In the end, the defensive argument will be made by the willful participants in the serial murder entertainment complex that we are simply giving the crowd what they already clamor for and that credit is rightly due for work performed. After all, there are often wait-lists for college classes with titles like Criminal Homicide. But recent research by Lankford and Madfis demonstrates that not only can pandering in this way be a dangerous precedent but that we are in full control of how much we divulge to the public and how we participate in the grotesque quest to provide every gory detail to whoever will pay for it. We must confront within ourselves that we behave like this because we share traits with those that we sometimes help to capture and study while grappling with the notion that we cause a hefty amount of damage to past and future victims and their families in the process. Rather than thrust ourselves to the forefront, we could just as easily privately volunteer our efforts to local cold case groups instead of searching for any opportunity to chase notoriety. Researchers, practitioners, and law enforcement officers must shed these desires in favor of collaboration with one another and actually share data openly instead of warehousing it for personal gain.
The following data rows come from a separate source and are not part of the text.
//! Application state management for CityScope.
//!
//! This module contains the core `App` struct: session and gateway wiring,
//! per-screen UI state, and the background refresh channel. All session
//! mutations happen here, on the event-loop task; background fetches only
//! send messages.

use anyhow::Result;
use tokio::sync::mpsc;
use tracing::{debug, error, info, warn};

use crate::api::{ApiClient, ApiError};
use crate::auth::{SessionStatus, SessionStore, TokenStore};
use crate::config::Config;
use crate::models::{
    Category, Contribution, ForumTopic, GeneratedRoute, NewAccount, NewContribution, NewTopic,
    ProfileUpdate, RouteRequest, StartLocation, User, ROUTE_THEMES,
};
use crate::ui::guard::{self, Gate};
use crate::utils::contains_ignore_case;

// ============================================================================
// Constants
// ============================================================================

/// Buffer size for the background task message channel.
/// 32 leaves headroom over the handful of refresh fetches in flight at once.
const CHANNEL_BUFFER_SIZE: usize = 32;

/// Maximum length for email input. Covers real-world addresses.
const MAX_EMAIL_LENGTH: usize = 80;

/// Maximum length for password input.
/// 128 chars accommodates password managers and passphrases.
const MAX_PASSWORD_LENGTH: usize = 128;

/// Maximum length for single-line text fields (titles, names, locations)
const MAX_FIELD_LENGTH: usize = 120;

/// Maximum length for multi-line text fields (descriptions, messages, bios)
const MAX_TEXT_LENGTH: usize = 2000;

/// Number of items to scroll on page up/down
pub const PAGE_SCROLL_SIZE: usize = 10;

// ============================================================================
// UI State Types
// ============================================================================

/// Top-level screens. `Auth` is the login surface the guard redirects to;
/// the other four mirror the platform's navigation.
#[derive(Debug, Clone, Copy, PartialEq, Eq)]
pub enum Screen {
    Map,
    Agora,
    Echappees,
    Profile,
    Auth,
}

impl Screen {
    /// Next main tab (wrapping; Auth is not part of the cycle)
    pub fn next(&self) -> Self {
        match self {
            Screen::Map => Screen::Agora,
            Screen::Agora => Screen::Echappees,
            Screen::Echappees => Screen::Profile,
            Screen::Profile => Screen::Map,
            Screen::Auth => Screen::Auth,
        }
    }

    /// Previous main tab (wrapping)
    pub fn prev(&self) -> Self {
        match self {
            Screen::Map => Screen::Profile,
            Screen::Agora => Screen::Map,
            Screen::Echappees => Screen::Agora,
            Screen::Profile => Screen::Echappees,
            Screen::Auth => Screen::Auth,
        }
    }
}

/// Overall application state
#[derive(Debug, Clone, Copy, PartialEq, Eq)]
pub enum AppState {
    Normal,
    Searching,
    ShowingHelp,
    ComposingContribution,
    ComposingTopic,
    EditingProfile,
    ConfirmingQuit,
    Quitting,
}

/// Auth screen mode, login or register
#[derive(Debug, Clone, Copy, PartialEq, Eq)]
pub enum AuthMode {
    Login,
    Register,
}

/// Auth form focus state
#[derive(Debug, Clone, Copy, PartialEq, Eq)]
pub enum AuthFocus {
    Name,
    Email,
    Password,
    Button,
}

/// Login/register form on the auth screen
#[derive(Debug, Default)]
pub struct AuthForm {
    pub name: String,
    pub email: String,
    pub password: String,
    pub error: Option<String>,
}

/// New-contribution form fields
#[derive(Debug, Default)]
pub struct ContributionForm {
    pub title: String,
    pub description: String,
    pub category: Option<Category>,
    pub on_description: bool,
}

impl ContributionForm {
    pub fn category(&self) -> Category {
        self.category.unwrap_or(Category::General)
    }
}

/// New-topic form fields for the Agora
#[derive(Debug, Default)]
pub struct TopicForm {
    pub title: String,
    pub description: String,
    pub on_description: bool,
}

/// Profile edit form focus
#[derive(Debug, Clone, Copy, PartialEq, Eq)]
pub enum ProfileField {
    Name,
    Location,
    Bio,
}

/// Profile edit form fields
#[derive(Debug, Default)]
pub struct ProfileForm {
    pub name: String,
    pub location: String,
    pub bio: String,
}

/// Agora sub-view: topic list or a single thread
#[derive(Debug, Clone, Copy, PartialEq, Eq)]
pub enum AgoraView {
    Topics,
    Thread,
}

/// Contribution category layer toggles, mirroring the map layer controls
#[derive(Debug, Clone, Copy)]
pub struct Layers {
    pub all: bool,
    enabled: [bool; 4],
}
We need to call for an end to petty infighting where ideas are trumped and even outright usurped in the advancement of another’s hunt for the glory of being ‘first’ in discovery. Academic mentors must prepare their protégées to resist becoming part of this competitive landscape instead of entrenching them in their own timeworn ideas and championing siloed thinking. Until then, serial killers will be celebrated and thought of as an ever-present facet of our society whose true prevalence will be misrepresented for our own personal gain and self-promotion.
[1] A recent example highlights how the erroneous attribution of credit can turn some into false pioneers while the source of true ingenuity is ignored. The detectives who solved the Bear Brook Murders inspired those that brought resolution to the East Area Rapist-Original Nightstalker case but it is the latter that is credited with delivering the advent and widespread adoption of genetic genealogy to criminal justice.